Wadud, who is 35, has an intense, scholarly air until he begins to talk about cricket. He also happens to be among the exceptions in a community that — settled in Assam’s riverine lowlands as farmers by the British in the 19th century — is largely impoverished and undereducated. His father was a professor of Arabic, and Wadud himself studied law in Bangalore and interned in Delhi with the renowned civil rights lawyer Prashant Bhushan. Yet he recalled, with something between distress and bemusement, being called a traitor when going to high school in Guwahati. “I would pray for an India win in cricket,” he said. “I had sketched an Indian flag on my arm. But to some people, I was still a Bangladeshi, a foreigner.”

Jahida Begum with important documents that prove citizenship. Her son-in-law, Faizal Ali, committed suicide after being excluded from the National Register of Citizens.Credit…Zishaan A Latif for The New York Times

 

Wadud returned to Assam from Delhi in October 2013, in the wake of a clash between Bengali Muslims and Bodos — one of dozens of tribes that make up Assam’s multiethnic society. The violence, which took place over two months in the summer of 2012, left at least 78 people dead and more than 300,000 in relief camps, the largest such displacement in post-partition India. In May 2014, Bengali Muslims were attacked by suspected Bodo militants near Manas National Park. Women and children were shot as they fled toward a river; people were thrown into huts that had been set ablaze. Survivors said that among their masked attackers were park rangers whom they recognized from their daily interactions, but the B.J.P., rapidly rising in Assam as a political force, portrayed the events as a clash between encroaching Bangladeshis and indigenous Bodos.

“There is absolute impunity when Bengali Muslims are killed,” Wadud said, recalling his work setting up legal-aid camps in the area around Manas. He accompanied witnesses to court in Guwahati, but no convictions have yet resulted from the ensuing trials. Soon after, he was inundated with requests to take on foreigners’ tribunal cases. “Every ethnic and religious group in Assam migrated here at some point in history,” he said. “But it is only the Bengalis, who traveled upriver, who are seen as outsiders.”

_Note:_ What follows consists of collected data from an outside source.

//! Tool registry and argument validation.
//!
//! Owns every registered [`QualityTool`] for the process lifetime together with
//! a compiled validator for its input schema. Listing exposes metadata only.

use serde::{Deserialize, Serialize};
use serde_json::Value;
use std::collections::HashMap;
use std::fmt;
use std::sync::Arc;

use super::QualityTool;
use crate::types::{Error, Result};

// =============================================================================
// Descriptor
// =============================================================================

/// Public description of one tool.
#[derive(Debug, Clone, PartialEq, Serialize, Deserialize)]
#[serde(rename_all = "camelCase")]
pub struct ToolDescriptor {
    pub name: String,
    pub description: String,
    pub input_schema: Value,
    pub output_schema: Value,
}

// =============================================================================
// Registry entry
// =============================================================================

/// A registered tool plus its compiled input validator.
pub struct RegisteredTool {
    tool: QualityTool,
    descriptor: ToolDescriptor,
    validator: jsonschema::Validator,
}

impl RegisteredTool {
    fn new(tool: QualityTool) -> Result<Self> {
        let descriptor = tool.describe();
        let validator = jsonschema::validator_for(&descriptor.input_schema).map_err(|e| {
            Error::internal(format!(
                "input schema of '{}' does not compile: {}",
                descriptor.name, e
            ))
        })?;
        Ok(Self {
            tool,
            descriptor,
            validator,
        })
    }

    pub fn name(&self) -> &str {
        &self.descriptor.name
    }

    pub fn descriptor(&self) -> &ToolDescriptor {
        &self.descriptor
    }

    pub fn tool(&self) -> &QualityTool {
        &self.tool
    }

    /// Validate arguments against the input schema.
    ///
    /// Returns every violation, formatted as `"<message> at <pointer>"`.
    pub fn validate(&self, arguments: &Value) -> Result<()> {
        let violations: Vec<String> = self
            .validator
            .iter_errors(arguments)
            .map(|e| {
                let path = e.instance_path.to_string();
                if path.is_empty() {
                    e.to_string()
                } else {
                    format!("{} at {}", e, path)
                }
            })
            .collect();
        if violations.is_empty() {
            Ok(())
        } else {
            Err(Error::invalid_arguments(self.name(), violations))
        }
    }
}

impl fmt::Debug for RegisteredTool {
    fn fmt(&self, f: &mut fmt::Formatter<'_>) -> fmt::Result {
        f.debug_struct("RegisteredTool")
            .field("name", &self.descriptor.name)
            .finish_non_exhaustive()
    }
}

// =============================================================================
// Registry
// =============================================================================

/// Name-keyed tool registry that preserves registration order.
#[derive(Debug, Default)]
pub struct ToolRegistry {
    entries: HashMap<String, Arc<RegisteredTool>>,
    order: Vec<String>,
}

impl ToolRegistry {
    pub fn new() -> Self {
        Self::default()
    }

    /// Build a registry from `tools`. Duplicates are logged and the first
    /// registration wins.
    pub fn from_tools(tools: impl IntoIterator<Item = QualityTool>) -> Result<Self> {
        let mut registry = Self::new();
        for tool in tools {
            match registry.register(tool) {
                Ok(()) => {}
                Err(Error::AlreadyExists(msg)) => {
                    tracing::warn!("skipping duplicate tool registration: {}", msg);
                }
                Err(e) => return Err(e),
            }
        }
        Ok(registry)
    }

    /// Register a tool.
    pub fn register(&mut self, tool: QualityTool) -> Result<()> {
        let name = tool.name();
        if name.is_empty() {
            return Err(Error::validation("Tool name cannot be empty"));
        }
        if self.entries.contains_key(name) {
            return Err(Error::already_exists(format!("tool '{}'", name)));
        }
        let entry = RegisteredTool::new(tool)?;
        tracing::debug!("registered tool '{}'", name);
        self.order.push(name.to_string());
        self.entries.insert(name.to_string(), Arc::new(entry));
        Ok(())
    }

    /// Get a tool by name.
    pub fn get(&self, name: &str) -> Option<Arc<RegisteredTool>> {
        self.entries.get(name).cloned()
    }

    pub fn has_tool(&self, name: &str) -> bool {
        self.entries.contains_key(name)
    }

    /// Descriptors in registration order.
    pub fn list(&self) -> Vec<ToolDescriptor> {
        self.order
            .iter()
            .filter_map(|name| self.entries.get(name))
            .map(|entry| entry.descriptor.clone())
            .collect()
    }

    /// Number of registered tools.
    pub fn len(&self) -> usize {
        self.entries.len()
    }

    pub fn is_empty(&self) -> bool {
        self.entries.is_empty()
    }
}

// =============================================================================
// Tests
// =============================================================================

#[cfg(test)]
mod tests {
    use super::*;
    use crate::tools::{ConfigStore, DataCollector, OperationRegistry};
    use crate::types::Config;
    use serde_json::json;

    fn default_registry() -> ToolRegistry {
        let tools =
            QualityTool::default_set(&Config::default(), Arc::new(OperationRegistry::with_builtins()));
        ToolRegistry::from_tools(tools).unwrap()
    }

    #[test]
    fn test_register_and_get() {
        let registry = default_registry();
        assert_eq!(registry.len(), 7);
        assert!(registry.has_tool("scanSecurity"));
        assert!(!registry.has_tool("nonexistent"));
        assert_eq!(registry.get("generateReport").unwrap().name(), "generateReport");
    }

    #[test]
    fn test_duplicate_registration_rejected() {
        let mut registry = ToolRegistry::new();
        registry
            .register(QualityTool::CollectTestData(DataCollector::new()))
            .unwrap();
        let err = registry
            .register(QualityTool::CollectTestData(DataCollector::new()))
            .unwrap_err();
        assert!(matches!(err, Error::AlreadyExists(_)));
        assert_eq!(registry.len(), 1);
    }

    #[test]
    fn test_from_tools_keeps_first_duplicate() {
        let registry = ToolRegistry::from_tools(vec![
            QualityTool::ManageTestConfig(ConfigStore::new("first".into())),
            QualityTool::ManageTestConfig(ConfigStore::new("second".into())),
        ])
        .unwrap();
        assert_eq!(registry.len(), 1);
        match registry.get("manageTestConfig").unwrap().tool() {
            QualityTool::ManageTestConfig(store) => {
                assert_eq!(store.default_dir(), std::path::Path::new("first"))
            }
            other => panic!("unexpected tool {:?}", other),
        }
    }

    #[test]
    fn test_list_preserves_registration_order() {
        let registry = default_registry();
        let names: Vec<String> = registry.list().into_iter().map(|d| d.name).collect();
        assert_eq!(names.first().map(String::as_str), Some("executeTestSuite"));
        assert_eq!(names.last().map(String::as_str), Some("generateReport"));
    }

    #[test]
    fn test_validate_accepts_valid_arguments() {
        let registry = default_registry();
        let entry = registry.get("measurePerformance").unwrap();
        let args = json!({"operationName": "noop", "targetComponent": "builtin", "iterations": 3});
        assert!(entry.validate(&args).is_ok());
    }

    #[test]
    fn test_validate_reports_every_violation() {
        let registry = default_registry();
        let entry = registry.get("measurePerformance").unwrap();
        let args = json!({"iterations": 0, "environment": "cloud"});
        match entry.validate(&args).unwrap_err() {
            Error::InvalidArguments { tool, violations } => {
                assert_eq!(tool, "measurePerformance");
                // operationName, targetComponent, minimum, enum
                assert!(violations.len() >= 4, "{:?}", violations);
            }
            other => panic!("unexpected error {:?}", other),
        }
    }

    #[test]
    fn test_validate_caps_iterations() {
        let registry = default_registry();
        let entry = registry.get("measurePerformance").unwrap();
        let at_cap = json!({"operationName": "noop", "targetComponent": "builtin", "iterations": 100000});
        assert!(entry.validate(&at_cap).is_ok());
        let huge = json!({"operationName": "noop", "targetComponent": "builtin", "iterations": 4294967295u64});
        assert!(matches!(
            entry.validate(&huge).unwrap_err(),
            Error::InvalidArguments { .. }
        ));
    }

    #[test]
    fn test_validate_rejects_wrong_types() {
        let registry = default_registry();
        let entry = registry.get("manageTestConfig").unwrap();
        assert!(entry.validate(&json!({"action": "explode"})).is_err());
        assert!(entry.validate(&json!({"action": "list"})).is_ok());
        assert!(entry.validate(&json!("list")).is_err());
    }
}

Those who are declared foreigners find the legal process incomprehensible, Wadud said. Many of the accused are women, who typically marry young and are unable to inherit property. Without education, possessions or a life outside the home, they have almost nothing in the way of documents to prove their identity: no school certificates or voting records or property deeds. This was probably why Sahera found herself in the cross hairs of almost every investigating body; marked as a D voter and judged a foreigner by a tribunal, her name never appeared in the N.R.C.